I could be misinterpreting parent myself, but I didn't bat an eye on the comment because I interpreted it similarly to "everything humans (or anything really) do increases net entropy, which is harmful to some degree for earth". I wasn't considering the moral good vs harm that you bring up, so I had been reading the the discussion from the priorities of minimizing unnecessary computing scope creep, where LLMs are being pointed to as a major aggressor. While I don't disagree with you and those who feel that statement is anti-human (another responder said this), this is what I think parent was conveying, not that all human action is immoral to some degree.
> Somebody burned compute to send him an LLM-generated thank-you note. Everybody involved in this transaction lost, nobody gained anything from it. It's pure destruction of resources.

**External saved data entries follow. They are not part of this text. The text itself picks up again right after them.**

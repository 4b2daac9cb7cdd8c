use anyhow::{anyhow, Context, Result};
use async_trait::async_trait;
use tokio::sync::mpsc;

use crate::frame::{Frame, TimeBase};
use crate::track::FrameSource;

use super::normalize::{to_rgb_image, PixelFormat};

/// Frame source fed through a tokio channel by a transport adapter.
pub struct ChannelSource {
    rx: mpsc::Receiver<Frame>,
}

impl ChannelSource {
    pub fn new(rx: mpsc::Receiver<Frame>) -> Self {
        Self { rx }
    }

    /// Source plus the sender that feeds it.
    pub fn pair(capacity: usize) -> (mpsc::Sender<Frame>, Self) {
        let (tx, rx) = mpsc::channel(capacity.max(1));
        (tx, Self::new(rx))
    }
}

#[async_trait]
impl FrameSource for ChannelSource {
    async fn recv(&mut self) -> Result<Frame> {
        self.rx
            .recv()
            .await
            .ok_or_else(|| anyhow!("upstream track closed"))
    }
}

/// Decoded picture as the transport's decoder produced it.
#[derive(Clone, Debug)]
pub struct RawVideoFrame {
    pub width: u32,
    pub height: u32,
    pub data: Vec<u8>,
    pub pts: i64,
    pub time_base: TimeBase,
}

/// Channel source for transports that decode into a non-RGB layout.
///
/// Every picture is converted to RGB24 on receipt. A picture that does not
/// match its declared size is an upstream failure.
pub struct RawChannelSource {
    rx: mpsc::Receiver<RawVideoFrame>,
    format: PixelFormat,
}

impl RawChannelSource {
    pub fn pair(capacity: usize, format: PixelFormat) -> (mpsc::Sender<RawVideoFrame>, Self) {
        let (tx, rx) = mpsc::channel(capacity.max(1));
        (tx, Self { rx, format })
    }

    pub fn format(&self) -> PixelFormat {
        self.format
    }
}

#[async_trait]
impl FrameSource for RawChannelSource {
    async fn recv(&mut self) -> Result<Frame> {
        let raw = self
            .rx
            .recv()
            .await
            .ok_or_else(|| anyhow!("upstream track closed"))?;
        let image = to_rgb_image(&raw.data, raw.width, raw.height, self.format)
            .with_context(|| format!("undecodable frame at pts {}", raw.pts))?;
        Ok(Frame::new(image, raw.pts, raw.time_base))
    }
}
use crate::detect::DetectionResult;

/// Latest completed detection result for one track.
///
/// Owned by the frame path. Results are replaced whole; a newer result always
/// wins over an older one, even if the older one was never used.
#[derive(Debug, Default)]
pub struct DetectionCache {
    latest: Option<DetectionResult>,
    /// Whether `latest` has been handed to a frame.
    used: bool,
    superseded: u64,
}

impl DetectionCache {
    pub fn new() -> Self {
        Self::default()
    }

    /// Consume every pending result, keeping only the last one seen.
    ///
    /// Returns the cached result, which is the previous one when nothing new
    /// arrived.
    pub fn drain_latest<I>(&mut self, incoming: I) -> Option<&DetectionResult>
    where
        I: IntoIterator<Item = DetectionResult>,
    {
        for result in incoming {
            if self.latest.replace(result).is_some() && !self.used {
                self.superseded += 1;
            }
            self.used = false;
        }
        if self.latest.is_some() {
            self.used = true;
        }
        self.latest.as_ref()
    }

    pub fn latest(&self) -> Option<&DetectionResult> {
        self.latest.as_ref()
    }

    /// Frames elapsed since the cached result's frame.
    pub fn staleness(&self, frame_count: u64) -> Option<u64> {
        self.latest
            .as_ref()
            .map(|result| frame_count.saturating_sub(result.frame_count))
    }

    /// Results replaced by a newer one before any frame used them.
    pub fn superseded(&self) -> u64 {
        self.superseded
    }
}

Well the people who burnt compute got it from money so they did burn money.
But they don't care about burning money if they can get more money via investors/other inputs faster than they can burn (fun fact: sometimes they even outspend that input)

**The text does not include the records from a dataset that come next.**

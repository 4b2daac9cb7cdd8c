pub mod edge;
pub mod none;

pub use edge::EdgeTextDetector;
pub use none::{NoObjects, NoText};
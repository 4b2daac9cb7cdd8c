//! Detection capabilities and strategy selection.
//!
//! Detection models are external collaborators: the pipeline only sees the
//! [`TextDetector`] and [`ObjectDetector`] traits. Strategies are picked once
//! per track through [`DetectorRegistry`].

mod backend;
mod backends;
mod registry;
mod result;

pub use backend::{DetectionCapability, ObjectDetector, TextDetector};
pub use backends::{EdgeTextDetector, NoObjects, NoText};
pub use registry::{DetectorRegistry, DetectorSet};
pub use result::{BoundingBox, DetectionResult, ObjectDetection, TextRegion};
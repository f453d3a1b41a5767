//! Error kinds for the engine's fatal and degraded conditions.
//!
//! Per the trusted-performance-path policy: `ConfigurationError` and
//! `ResourceExhaustion` are fatal and bubble up as `Err`. A missing or
//! unloadable language model is not an error at all — it degrades silently
//! to `lmscore = 0` (see `Engine::with_language_model` vs `Engine::new`).
//! Invariant violations (a `create=true` step-score slot inside
//! `expand_beam`) are neither: they are a `debug_assert!` plus a trace log,
//! compiled out in release builds.

use thiserror::Error;

#[derive(Debug, Error)]
pub enum EngineError {
    #[error("batch_size {requested} exceeds the configured maximum {max}")]
    BatchSizeExceeded { requested: usize, max: usize },

    #[error("arena pool exhausted: cursor would exceed pool_size {pool_size}")]
    ResourceExhaustion { pool_size: usize },

    #[error("invalid configuration: {0}")]
    Configuration(String),
}

pub type Result<T> = std::result::Result<T, EngineError>;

So in a way the investors are burning their money, now they burn the money because the market is becoming irrational. Remember Devin? Yes cognition labs is still there etc. but I remember people investing into these because of their hype when it did turn out to be moot comparative to their hype.
But people/market was so irrational that most of these private equities were unable to invest in something like openai that they are investing in anything AI related.
And when you think more deeper about all the bubble activities. It becomes apparent that in the end bailouts feel more possible than not which would be an tax on average taxpayers and they are already paying an AI tax in multiple forms whether it be in the inflation of ram prices due to AI or increase in electricity or water rates.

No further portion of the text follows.